***** MATERIAL TO PROCESS *****

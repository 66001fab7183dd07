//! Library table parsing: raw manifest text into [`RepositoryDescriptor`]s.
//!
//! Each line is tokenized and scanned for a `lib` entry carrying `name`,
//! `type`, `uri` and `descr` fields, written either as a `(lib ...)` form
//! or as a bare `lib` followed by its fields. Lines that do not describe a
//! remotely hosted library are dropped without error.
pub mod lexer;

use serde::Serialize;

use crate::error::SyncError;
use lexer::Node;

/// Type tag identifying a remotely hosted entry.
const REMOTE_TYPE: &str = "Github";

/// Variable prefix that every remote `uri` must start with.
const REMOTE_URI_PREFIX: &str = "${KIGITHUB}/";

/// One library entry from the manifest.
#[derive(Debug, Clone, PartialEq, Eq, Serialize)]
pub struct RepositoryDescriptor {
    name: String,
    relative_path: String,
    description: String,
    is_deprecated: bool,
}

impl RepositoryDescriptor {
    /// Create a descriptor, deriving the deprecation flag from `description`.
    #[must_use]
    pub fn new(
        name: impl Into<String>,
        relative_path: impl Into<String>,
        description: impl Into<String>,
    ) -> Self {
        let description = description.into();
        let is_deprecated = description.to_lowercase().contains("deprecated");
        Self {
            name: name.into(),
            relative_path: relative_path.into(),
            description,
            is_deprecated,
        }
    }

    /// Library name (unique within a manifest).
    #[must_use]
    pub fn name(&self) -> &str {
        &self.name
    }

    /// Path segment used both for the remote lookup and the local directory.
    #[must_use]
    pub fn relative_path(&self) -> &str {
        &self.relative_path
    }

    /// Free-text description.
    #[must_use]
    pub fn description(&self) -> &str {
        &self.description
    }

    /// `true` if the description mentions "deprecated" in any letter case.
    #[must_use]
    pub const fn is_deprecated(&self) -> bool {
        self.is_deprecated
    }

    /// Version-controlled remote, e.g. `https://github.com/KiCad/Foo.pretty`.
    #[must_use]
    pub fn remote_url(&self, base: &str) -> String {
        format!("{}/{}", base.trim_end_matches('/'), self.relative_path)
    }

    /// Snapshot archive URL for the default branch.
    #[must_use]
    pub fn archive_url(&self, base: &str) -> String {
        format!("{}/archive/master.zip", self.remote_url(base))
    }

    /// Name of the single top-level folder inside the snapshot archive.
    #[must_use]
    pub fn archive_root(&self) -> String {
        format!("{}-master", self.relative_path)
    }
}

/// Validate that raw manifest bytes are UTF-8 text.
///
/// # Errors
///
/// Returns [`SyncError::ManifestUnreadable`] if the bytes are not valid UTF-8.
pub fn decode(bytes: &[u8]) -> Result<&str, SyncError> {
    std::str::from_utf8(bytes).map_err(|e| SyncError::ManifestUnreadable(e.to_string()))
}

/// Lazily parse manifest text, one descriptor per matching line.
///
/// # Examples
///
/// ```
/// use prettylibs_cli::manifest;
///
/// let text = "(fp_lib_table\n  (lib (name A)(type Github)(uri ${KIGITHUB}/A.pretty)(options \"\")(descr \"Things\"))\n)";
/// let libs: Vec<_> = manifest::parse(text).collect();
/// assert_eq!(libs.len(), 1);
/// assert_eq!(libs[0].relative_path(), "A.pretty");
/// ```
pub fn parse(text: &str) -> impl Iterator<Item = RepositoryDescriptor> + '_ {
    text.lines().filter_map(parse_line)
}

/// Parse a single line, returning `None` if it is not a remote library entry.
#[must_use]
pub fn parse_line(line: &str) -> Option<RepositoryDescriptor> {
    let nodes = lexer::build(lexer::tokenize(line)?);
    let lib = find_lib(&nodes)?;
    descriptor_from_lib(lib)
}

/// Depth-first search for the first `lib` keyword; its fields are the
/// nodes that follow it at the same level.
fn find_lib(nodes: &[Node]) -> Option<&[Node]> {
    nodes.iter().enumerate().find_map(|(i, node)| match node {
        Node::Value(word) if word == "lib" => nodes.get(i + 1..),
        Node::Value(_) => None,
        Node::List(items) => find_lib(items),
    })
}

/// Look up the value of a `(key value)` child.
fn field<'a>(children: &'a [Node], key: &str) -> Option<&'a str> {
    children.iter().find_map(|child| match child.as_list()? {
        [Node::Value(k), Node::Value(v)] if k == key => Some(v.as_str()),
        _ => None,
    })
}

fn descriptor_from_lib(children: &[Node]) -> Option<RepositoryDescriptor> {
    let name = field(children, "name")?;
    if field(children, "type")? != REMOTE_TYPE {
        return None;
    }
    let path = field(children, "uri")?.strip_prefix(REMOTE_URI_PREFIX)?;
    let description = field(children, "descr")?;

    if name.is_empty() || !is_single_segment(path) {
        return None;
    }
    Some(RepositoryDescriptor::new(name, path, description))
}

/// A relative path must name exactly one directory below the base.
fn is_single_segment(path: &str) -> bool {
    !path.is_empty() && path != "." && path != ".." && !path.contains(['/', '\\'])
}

*****

### TASK ITEM
Go line by line through the records and copy those that contain the word "KIGITHUB".

### RESPONSE TO THIS EXERCISE
const REMOTE_URI_PREFIX: &str = "${KIGITHUB}/";
/// let text = "(fp_lib_table\n  (lib (name A)(type Github)(uri ${KIGITHUB}/A.pretty)(options \"\")(descr \"Things\"))\n)";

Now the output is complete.